### YOUR INSTRUCTIONS:
Your answer must be a single number: the count of lines in the entries below that hold "activators".

[Stored items]
——————

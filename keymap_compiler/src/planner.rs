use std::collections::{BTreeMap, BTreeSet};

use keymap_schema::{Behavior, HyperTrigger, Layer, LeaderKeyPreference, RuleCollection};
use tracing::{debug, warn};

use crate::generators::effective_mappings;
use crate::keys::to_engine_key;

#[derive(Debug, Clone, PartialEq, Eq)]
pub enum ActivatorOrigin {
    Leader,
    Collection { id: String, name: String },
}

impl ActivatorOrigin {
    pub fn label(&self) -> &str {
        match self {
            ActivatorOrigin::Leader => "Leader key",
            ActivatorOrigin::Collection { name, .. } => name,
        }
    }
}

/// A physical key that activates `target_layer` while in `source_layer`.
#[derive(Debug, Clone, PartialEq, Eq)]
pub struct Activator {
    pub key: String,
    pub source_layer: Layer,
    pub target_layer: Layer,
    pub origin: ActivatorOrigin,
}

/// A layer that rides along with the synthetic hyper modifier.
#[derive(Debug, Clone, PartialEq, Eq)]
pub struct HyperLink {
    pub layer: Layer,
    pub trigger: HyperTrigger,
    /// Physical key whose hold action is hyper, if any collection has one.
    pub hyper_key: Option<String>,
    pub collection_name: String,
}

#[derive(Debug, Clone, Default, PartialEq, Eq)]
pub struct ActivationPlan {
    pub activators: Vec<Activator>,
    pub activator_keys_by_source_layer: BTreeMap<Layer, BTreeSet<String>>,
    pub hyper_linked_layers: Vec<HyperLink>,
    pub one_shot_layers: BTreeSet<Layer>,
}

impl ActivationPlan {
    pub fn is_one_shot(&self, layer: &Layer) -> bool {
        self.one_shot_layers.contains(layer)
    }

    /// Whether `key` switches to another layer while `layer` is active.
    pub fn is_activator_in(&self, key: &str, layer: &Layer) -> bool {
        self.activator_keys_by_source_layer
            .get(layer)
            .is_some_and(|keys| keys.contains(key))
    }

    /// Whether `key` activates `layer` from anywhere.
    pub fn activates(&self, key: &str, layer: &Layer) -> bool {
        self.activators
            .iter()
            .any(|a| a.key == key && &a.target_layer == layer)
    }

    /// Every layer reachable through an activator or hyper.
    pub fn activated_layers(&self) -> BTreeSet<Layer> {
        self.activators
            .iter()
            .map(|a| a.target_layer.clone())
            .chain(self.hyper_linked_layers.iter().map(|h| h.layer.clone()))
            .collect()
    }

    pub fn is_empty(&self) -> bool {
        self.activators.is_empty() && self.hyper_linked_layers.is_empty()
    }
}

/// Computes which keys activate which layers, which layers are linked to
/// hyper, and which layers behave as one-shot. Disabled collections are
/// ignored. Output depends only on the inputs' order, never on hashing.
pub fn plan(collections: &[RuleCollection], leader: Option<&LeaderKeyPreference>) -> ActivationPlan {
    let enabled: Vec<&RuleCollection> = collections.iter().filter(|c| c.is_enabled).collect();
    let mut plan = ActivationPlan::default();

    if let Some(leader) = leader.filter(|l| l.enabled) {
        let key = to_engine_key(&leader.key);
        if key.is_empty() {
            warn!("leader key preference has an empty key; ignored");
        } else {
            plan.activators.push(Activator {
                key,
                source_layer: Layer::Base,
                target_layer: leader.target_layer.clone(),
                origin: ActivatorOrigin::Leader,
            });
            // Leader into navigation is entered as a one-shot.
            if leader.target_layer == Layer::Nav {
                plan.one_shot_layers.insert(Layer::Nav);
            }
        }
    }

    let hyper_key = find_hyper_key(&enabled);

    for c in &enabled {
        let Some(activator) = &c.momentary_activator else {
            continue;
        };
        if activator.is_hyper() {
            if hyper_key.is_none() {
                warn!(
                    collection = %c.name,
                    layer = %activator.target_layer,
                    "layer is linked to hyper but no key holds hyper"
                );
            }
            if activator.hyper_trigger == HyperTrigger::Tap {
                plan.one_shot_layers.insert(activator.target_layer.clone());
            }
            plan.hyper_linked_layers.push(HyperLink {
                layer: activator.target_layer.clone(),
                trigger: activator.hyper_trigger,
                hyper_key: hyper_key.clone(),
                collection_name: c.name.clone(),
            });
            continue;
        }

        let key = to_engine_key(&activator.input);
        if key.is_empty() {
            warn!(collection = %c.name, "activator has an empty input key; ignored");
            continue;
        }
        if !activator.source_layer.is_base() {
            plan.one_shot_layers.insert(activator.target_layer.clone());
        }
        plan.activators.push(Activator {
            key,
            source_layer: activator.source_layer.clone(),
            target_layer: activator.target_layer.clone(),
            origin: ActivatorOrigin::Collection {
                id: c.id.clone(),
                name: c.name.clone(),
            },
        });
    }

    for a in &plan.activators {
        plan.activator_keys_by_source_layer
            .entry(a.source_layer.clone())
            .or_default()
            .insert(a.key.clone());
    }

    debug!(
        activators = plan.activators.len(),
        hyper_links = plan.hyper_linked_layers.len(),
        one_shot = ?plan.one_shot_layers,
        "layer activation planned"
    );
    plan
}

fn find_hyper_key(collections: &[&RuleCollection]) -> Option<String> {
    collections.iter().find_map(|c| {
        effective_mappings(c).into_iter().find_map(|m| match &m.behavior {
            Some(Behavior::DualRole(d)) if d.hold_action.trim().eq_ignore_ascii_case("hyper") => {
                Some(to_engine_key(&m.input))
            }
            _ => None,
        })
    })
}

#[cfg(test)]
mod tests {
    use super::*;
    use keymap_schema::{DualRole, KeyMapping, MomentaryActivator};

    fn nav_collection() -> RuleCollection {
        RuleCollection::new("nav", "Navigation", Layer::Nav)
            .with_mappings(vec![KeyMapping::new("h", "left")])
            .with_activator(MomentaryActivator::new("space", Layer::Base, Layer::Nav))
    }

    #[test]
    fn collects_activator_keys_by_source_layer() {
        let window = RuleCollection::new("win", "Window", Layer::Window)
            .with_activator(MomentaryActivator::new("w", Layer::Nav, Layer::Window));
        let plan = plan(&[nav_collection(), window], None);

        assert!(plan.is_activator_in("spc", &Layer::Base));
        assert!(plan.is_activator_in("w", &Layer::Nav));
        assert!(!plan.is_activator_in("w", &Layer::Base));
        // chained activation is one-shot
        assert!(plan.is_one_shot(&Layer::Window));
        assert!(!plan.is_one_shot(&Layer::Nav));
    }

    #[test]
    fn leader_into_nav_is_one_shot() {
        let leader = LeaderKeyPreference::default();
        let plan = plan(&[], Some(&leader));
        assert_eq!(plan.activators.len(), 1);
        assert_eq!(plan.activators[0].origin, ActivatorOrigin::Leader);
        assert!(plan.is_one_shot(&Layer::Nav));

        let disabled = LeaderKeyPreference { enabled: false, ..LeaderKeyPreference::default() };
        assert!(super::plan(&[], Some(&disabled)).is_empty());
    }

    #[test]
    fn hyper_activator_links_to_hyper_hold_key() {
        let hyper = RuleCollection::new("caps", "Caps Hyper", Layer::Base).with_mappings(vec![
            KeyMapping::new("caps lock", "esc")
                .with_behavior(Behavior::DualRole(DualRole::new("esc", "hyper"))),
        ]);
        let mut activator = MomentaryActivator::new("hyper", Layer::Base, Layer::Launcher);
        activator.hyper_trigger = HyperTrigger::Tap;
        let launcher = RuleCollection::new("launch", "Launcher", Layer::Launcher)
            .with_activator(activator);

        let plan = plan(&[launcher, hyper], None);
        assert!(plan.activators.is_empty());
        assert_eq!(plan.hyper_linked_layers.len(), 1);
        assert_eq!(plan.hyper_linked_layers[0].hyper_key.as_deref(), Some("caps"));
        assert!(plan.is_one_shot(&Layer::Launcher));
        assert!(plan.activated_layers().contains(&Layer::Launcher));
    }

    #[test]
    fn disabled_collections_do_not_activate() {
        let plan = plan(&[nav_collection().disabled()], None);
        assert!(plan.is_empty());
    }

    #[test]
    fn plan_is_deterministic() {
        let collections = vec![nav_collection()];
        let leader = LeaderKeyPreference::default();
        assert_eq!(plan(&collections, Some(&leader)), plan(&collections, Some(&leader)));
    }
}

——————

### REPLY TO THE TASK:
11